● Data records:
*** Block opens ***

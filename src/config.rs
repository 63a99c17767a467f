//! Site configuration shared by both build tools.
//!
//! Every field has a default, so an absent `site.toml` reproduces the
//! production site exactly. Tests build configs with fixture domains and
//! temporary roots instead.

use std::path::{Path, PathBuf};

use serde::Deserialize;
use tracing::debug;

use crate::error::{Result, SiteError};

pub const CONFIG_FILE: &str = "site.toml";

const DOMAIN: &str = "https://q-theo-me.vercel.app";

#[derive(Deserialize, Debug, Clone, PartialEq)]
#[serde(default)]
pub struct SiteConfig {
    /// Project root every relative path below is resolved against.
    pub root: PathBuf,
    /// Absolute origin, without a trailing slash.
    pub domain: String,
    /// Only posts whose `lang` equals this tag reach the feeds.
    pub language: String,
    pub author: Author,
    pub feed: FeedConfig,
    pub posts: PostsConfig,
    pub redirects: RedirectConfig,
}

#[derive(Deserialize, Debug, Clone, PartialEq)]
#[serde(default)]
pub struct Author {
    pub name: String,
    pub email: String,
    pub link: String,
}

#[derive(Deserialize, Debug, Clone, PartialEq)]
#[serde(default)]
pub struct FeedConfig {
    pub title: String,
    pub description: String,
    pub id: String,
    pub link: String,
    pub copyright: String,
    pub image: String,
    pub favicon: String,
    pub output_dir: PathBuf,
    /// Output base name; files are `<name>.xml`, `<name>.atom`, `<name>.json`.
    pub name: String,
    pub links: FeedLinks,
}

#[derive(Deserialize, Debug, Clone, PartialEq)]
#[serde(default)]
pub struct FeedLinks {
    pub rss: String,
    pub atom: String,
    pub json: String,
}

#[derive(Deserialize, Debug, Clone, PartialEq)]
#[serde(default)]
pub struct PostsConfig {
    pub pattern: String,
    /// Prefix stripped from a post path when computing its link.
    pub pages_root: PathBuf,
    /// Files whose name contains this marker are never posts.
    pub exclude_marker: String,
}

#[derive(Deserialize, Debug, Clone, PartialEq)]
#[serde(default)]
pub struct RedirectConfig {
    pub source: PathBuf,
    pub target: PathBuf,
}

impl Default for SiteConfig {
    fn default() -> Self {
        Self {
            root: PathBuf::from("."),
            domain: DOMAIN.to_string(),
            language: "en".to_string(),
            author: Author::default(),
            feed: FeedConfig::default(),
            posts: PostsConfig::default(),
            redirects: RedirectConfig::default(),
        }
    }
}

impl Default for Author {
    fn default() -> Self {
        Self {
            name: "Theo".to_string(),
            email: "hi@antfu.me".to_string(),
            link: DOMAIN.to_string(),
        }
    }
}

impl Default for FeedConfig {
    fn default() -> Self {
        Self {
            title: "Theo".to_string(),
            description: "Theo' Blog".to_string(),
            id: format!("{DOMAIN}/"),
            link: format!("{DOMAIN}/"),
            copyright: "CC BY-NC-SA 4.0 2021 © Theo".to_string(),
            image: format!("{DOMAIN}/avatar.png"),
            favicon: format!("{DOMAIN}/logo.png"),
            output_dir: PathBuf::from("dist"),
            name: "feed".to_string(),
            links: FeedLinks::default(),
        }
    }
}

impl Default for FeedLinks {
    fn default() -> Self {
        Self {
            rss: format!("{DOMAIN}/feed.xml"),
            atom: format!("{DOMAIN}/feed.atom"),
            json: format!("{DOMAIN}/feed.json"),
        }
    }
}

impl Default for PostsConfig {
    fn default() -> Self {
        Self {
            pattern: "pages/posts/*.md".to_string(),
            pages_root: PathBuf::from("pages"),
            exclude_marker: "index".to_string(),
        }
    }
}

impl Default for RedirectConfig {
    fn default() -> Self {
        Self {
            source: PathBuf::from("_dist_redirects"),
            target: PathBuf::from("dist/_redirects"),
        }
    }
}

impl SiteConfig {
    pub fn from_toml(path: &Path, raw: &str) -> Result<Self> {
        toml::from_str(raw).map_err(|source| SiteError::Config {
            path: path.to_path_buf(),
            source,
        })
    }

    pub fn load(path: impl AsRef<Path>) -> Result<Self> {
        let path = path.as_ref();
        let raw = std::fs::read_to_string(path).map_err(|e| SiteError::io(path, e))?;
        Self::from_toml(path, &raw)
    }

    /// Loads `path` when it exists, otherwise falls back to the built-in site.
    pub fn load_or_default(path: impl AsRef<Path>) -> Result<Self> {
        let path = path.as_ref();
        if path.exists() {
            debug!(path = %path.display(), "loading site config");
            Self::load(path)
        } else {
            debug!(path = %path.display(), "no site config, using defaults");
            Ok(Self::default())
        }
    }

    pub fn resolve(&self, relative: impl AsRef<Path>) -> PathBuf {
        self.root.join(relative)
    }

    /// Prefixes a root-relative path with the domain.
    pub fn absolute_url(&self, root_relative: &str) -> String {
        format!("{}{}", self.domain, root_relative)
    }
}

#[cfg(test)]
mod tests {
    use super::*;

    #[test]
    fn defaults_match_production_site() {
        let config = SiteConfig::default();
        assert_eq!(config.domain, "https://q-theo-me.vercel.app");
        assert_eq!(config.language, "en");
        assert_eq!(config.feed.links.atom, "https://q-theo-me.vercel.app/feed.atom");
        assert_eq!(config.redirects.target, PathBuf::from("dist/_redirects"));
    }

    #[test]
    fn partial_toml_keeps_remaining_defaults() {
        let raw = r#"
domain = "https://example.com"

[feed]
title = "Fixture"
"#;
        let config = SiteConfig::from_toml(Path::new("site.toml"), raw).unwrap();
        assert_eq!(config.domain, "https://example.com");
        assert_eq!(config.feed.title, "Fixture");
        assert_eq!(config.feed.name, "feed");
        assert_eq!(config.posts.pattern, "pages/posts/*.md");
        assert_eq!(config.absolute_url("/a.png"), "https://example.com/a.png");
    }

    #[test]
    fn malformed_toml_is_a_config_error() {
        let err = SiteConfig::from_toml(Path::new("site.toml"), "domain = [").unwrap_err();
        assert!(matches!(err, SiteError::Config { .. }));
    }

    #[test]
    fn missing_file_falls_back_to_defaults() {
        let config = SiteConfig::load_or_default("definitely/not/here/site.toml").unwrap();
        assert_eq!(config, SiteConfig::default());
    }
}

*** Block closes ***

● Your goal: Reproduce each line of the material in which the string "SiteError" occurs.

● Response:
use crate::error::{Result, SiteError};
        toml::from_str(raw).map_err(|source| SiteError::Config {
        let raw = std::fs::read_to_string(path).map_err(|e| SiteError::io(path, e))?;
        assert!(matches!(err, SiteError::Config { .. }));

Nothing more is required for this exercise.